__TASK DIRECTIONS__:
Please copy every line below that contains the string "ahead".

__GIVEN ENTRIES__:
***

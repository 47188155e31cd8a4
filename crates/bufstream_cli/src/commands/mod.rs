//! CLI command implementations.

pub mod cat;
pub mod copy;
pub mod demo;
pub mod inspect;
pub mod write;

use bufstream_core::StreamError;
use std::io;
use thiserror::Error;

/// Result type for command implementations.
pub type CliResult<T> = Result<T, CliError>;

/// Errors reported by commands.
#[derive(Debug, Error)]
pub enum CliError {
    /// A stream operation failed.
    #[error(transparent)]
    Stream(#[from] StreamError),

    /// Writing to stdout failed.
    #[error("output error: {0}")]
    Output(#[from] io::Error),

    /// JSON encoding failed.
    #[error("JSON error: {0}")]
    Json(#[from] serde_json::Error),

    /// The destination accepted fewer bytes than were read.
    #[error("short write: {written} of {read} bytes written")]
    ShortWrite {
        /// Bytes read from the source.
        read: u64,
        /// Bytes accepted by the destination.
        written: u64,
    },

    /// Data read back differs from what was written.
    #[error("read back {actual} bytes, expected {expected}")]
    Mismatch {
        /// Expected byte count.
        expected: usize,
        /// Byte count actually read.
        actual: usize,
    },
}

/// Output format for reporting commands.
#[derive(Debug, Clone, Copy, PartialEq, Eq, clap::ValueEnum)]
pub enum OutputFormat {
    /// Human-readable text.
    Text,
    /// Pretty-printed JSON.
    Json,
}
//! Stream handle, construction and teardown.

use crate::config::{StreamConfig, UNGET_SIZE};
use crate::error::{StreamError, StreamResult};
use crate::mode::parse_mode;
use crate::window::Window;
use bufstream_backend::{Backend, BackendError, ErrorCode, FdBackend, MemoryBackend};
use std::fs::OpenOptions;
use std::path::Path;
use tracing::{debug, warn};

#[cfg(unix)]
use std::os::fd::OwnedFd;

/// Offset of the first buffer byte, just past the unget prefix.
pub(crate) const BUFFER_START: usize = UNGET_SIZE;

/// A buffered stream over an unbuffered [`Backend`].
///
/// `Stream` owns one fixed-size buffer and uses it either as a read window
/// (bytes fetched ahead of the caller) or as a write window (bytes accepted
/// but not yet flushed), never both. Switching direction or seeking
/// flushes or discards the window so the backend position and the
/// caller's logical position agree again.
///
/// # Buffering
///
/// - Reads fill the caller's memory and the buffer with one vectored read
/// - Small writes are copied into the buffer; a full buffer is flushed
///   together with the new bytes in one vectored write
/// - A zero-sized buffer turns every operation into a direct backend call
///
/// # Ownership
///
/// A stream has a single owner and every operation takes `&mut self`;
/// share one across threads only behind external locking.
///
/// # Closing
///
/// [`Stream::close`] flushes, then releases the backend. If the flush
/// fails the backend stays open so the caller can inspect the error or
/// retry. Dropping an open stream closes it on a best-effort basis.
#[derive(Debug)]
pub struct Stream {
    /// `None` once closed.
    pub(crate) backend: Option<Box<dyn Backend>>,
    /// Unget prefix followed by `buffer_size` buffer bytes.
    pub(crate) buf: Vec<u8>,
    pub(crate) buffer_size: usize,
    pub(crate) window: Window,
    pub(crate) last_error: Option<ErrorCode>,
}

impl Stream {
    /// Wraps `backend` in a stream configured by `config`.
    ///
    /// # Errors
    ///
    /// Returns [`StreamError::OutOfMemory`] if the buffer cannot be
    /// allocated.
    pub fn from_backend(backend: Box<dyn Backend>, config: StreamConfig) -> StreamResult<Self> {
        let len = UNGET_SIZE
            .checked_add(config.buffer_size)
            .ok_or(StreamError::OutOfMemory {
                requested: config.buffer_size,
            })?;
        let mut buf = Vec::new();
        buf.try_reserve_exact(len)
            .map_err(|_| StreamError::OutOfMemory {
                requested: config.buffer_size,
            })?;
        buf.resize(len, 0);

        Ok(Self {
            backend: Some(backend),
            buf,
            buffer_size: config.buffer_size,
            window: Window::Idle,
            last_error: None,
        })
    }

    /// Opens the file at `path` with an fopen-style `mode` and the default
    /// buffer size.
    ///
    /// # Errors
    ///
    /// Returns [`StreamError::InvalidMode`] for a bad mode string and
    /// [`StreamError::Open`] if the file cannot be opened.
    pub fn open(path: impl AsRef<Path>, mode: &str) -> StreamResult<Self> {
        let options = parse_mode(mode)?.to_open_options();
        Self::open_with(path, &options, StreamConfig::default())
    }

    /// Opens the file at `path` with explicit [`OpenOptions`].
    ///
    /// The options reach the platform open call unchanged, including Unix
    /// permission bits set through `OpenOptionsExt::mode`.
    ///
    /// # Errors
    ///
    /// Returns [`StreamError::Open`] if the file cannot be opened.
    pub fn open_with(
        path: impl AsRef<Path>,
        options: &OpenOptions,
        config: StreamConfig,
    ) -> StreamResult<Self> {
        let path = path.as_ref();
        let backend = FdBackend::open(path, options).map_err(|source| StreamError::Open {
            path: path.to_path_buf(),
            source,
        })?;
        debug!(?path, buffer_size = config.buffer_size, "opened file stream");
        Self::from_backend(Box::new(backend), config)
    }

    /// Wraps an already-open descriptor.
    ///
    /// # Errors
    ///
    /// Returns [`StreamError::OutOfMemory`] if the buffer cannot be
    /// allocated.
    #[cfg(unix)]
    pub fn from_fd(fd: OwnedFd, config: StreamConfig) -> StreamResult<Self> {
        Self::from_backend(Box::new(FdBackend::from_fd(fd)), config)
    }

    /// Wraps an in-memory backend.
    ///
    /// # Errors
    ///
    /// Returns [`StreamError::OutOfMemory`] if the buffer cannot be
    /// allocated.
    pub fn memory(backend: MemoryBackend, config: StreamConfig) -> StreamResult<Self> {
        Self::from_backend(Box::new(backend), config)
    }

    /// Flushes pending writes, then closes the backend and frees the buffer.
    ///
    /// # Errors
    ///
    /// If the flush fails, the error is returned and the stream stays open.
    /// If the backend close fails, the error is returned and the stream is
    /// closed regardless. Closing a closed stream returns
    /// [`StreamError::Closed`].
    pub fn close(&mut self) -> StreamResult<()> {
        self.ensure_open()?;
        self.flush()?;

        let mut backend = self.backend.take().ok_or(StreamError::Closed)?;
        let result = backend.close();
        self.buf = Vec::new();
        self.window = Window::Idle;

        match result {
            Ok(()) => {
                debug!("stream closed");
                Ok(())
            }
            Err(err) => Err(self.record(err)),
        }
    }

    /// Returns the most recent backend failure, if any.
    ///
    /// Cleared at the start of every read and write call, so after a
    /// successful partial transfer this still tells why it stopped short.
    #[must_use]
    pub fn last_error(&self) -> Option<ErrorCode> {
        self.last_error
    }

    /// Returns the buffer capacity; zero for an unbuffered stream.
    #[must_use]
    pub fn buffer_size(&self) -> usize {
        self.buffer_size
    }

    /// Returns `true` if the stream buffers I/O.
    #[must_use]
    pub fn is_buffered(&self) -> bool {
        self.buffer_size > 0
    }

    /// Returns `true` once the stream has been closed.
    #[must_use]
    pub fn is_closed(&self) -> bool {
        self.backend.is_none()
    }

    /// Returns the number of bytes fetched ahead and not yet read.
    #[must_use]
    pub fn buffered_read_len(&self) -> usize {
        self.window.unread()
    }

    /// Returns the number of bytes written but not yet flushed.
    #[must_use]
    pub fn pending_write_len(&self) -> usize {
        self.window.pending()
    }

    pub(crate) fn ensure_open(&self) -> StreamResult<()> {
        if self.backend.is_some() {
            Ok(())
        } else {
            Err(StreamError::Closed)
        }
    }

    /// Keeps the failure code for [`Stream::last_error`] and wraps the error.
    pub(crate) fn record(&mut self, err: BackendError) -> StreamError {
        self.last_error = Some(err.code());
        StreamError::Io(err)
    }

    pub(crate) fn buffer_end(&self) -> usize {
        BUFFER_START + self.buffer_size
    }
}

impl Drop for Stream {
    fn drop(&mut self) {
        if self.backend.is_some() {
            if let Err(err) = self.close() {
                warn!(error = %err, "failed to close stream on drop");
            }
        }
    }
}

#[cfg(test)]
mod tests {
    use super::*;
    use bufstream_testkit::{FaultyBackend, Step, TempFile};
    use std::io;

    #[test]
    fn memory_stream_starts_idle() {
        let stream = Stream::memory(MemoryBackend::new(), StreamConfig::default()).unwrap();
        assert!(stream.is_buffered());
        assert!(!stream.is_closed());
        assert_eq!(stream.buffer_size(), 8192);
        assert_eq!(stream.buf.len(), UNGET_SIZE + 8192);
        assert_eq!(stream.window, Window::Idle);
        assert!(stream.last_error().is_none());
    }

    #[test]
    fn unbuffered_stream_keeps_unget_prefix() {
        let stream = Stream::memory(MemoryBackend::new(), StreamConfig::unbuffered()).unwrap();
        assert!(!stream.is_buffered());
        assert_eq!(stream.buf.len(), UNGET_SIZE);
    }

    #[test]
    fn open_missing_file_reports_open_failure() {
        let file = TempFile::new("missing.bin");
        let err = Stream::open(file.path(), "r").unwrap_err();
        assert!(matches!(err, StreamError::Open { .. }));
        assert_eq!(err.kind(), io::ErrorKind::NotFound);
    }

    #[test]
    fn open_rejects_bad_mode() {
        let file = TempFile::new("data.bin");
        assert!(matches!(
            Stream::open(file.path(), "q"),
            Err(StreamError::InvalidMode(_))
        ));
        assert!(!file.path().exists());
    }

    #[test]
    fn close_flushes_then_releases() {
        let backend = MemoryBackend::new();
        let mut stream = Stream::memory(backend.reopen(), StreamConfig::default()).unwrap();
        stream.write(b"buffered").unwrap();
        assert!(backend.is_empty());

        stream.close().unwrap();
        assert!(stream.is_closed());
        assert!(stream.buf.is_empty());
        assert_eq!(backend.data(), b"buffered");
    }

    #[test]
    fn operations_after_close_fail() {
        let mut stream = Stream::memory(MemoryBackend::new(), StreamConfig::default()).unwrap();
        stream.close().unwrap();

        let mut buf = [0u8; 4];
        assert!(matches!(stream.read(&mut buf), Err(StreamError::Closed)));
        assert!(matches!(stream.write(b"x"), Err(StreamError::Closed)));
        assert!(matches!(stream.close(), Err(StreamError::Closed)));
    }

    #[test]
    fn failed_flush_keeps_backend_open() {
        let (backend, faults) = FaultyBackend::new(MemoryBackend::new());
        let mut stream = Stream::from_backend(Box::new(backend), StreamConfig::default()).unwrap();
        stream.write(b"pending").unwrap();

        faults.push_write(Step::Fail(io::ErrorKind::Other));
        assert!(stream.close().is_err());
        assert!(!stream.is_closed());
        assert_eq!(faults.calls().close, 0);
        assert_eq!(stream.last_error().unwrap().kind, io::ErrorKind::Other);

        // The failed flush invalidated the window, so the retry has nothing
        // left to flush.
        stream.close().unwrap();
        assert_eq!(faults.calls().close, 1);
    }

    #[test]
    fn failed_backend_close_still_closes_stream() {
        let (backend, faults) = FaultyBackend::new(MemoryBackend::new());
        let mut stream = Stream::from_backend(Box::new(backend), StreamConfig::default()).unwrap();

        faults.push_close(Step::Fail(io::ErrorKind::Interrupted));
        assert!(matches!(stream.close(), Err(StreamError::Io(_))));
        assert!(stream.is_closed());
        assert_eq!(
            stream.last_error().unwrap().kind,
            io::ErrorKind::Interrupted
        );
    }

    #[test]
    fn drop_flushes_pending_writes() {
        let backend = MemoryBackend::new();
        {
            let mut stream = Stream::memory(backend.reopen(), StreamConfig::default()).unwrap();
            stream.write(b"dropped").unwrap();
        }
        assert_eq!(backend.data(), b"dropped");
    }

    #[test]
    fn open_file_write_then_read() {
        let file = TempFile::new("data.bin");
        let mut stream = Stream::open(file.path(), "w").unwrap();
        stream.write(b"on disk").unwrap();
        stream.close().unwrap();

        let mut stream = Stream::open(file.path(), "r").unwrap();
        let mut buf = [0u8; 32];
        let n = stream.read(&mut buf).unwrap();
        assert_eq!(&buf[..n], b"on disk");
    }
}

***

__ANSWER__:
/// (bytes fetched ahead of the caller) or as a write window (bytes accepted
    /// Returns the number of bytes fetched ahead and not yet read.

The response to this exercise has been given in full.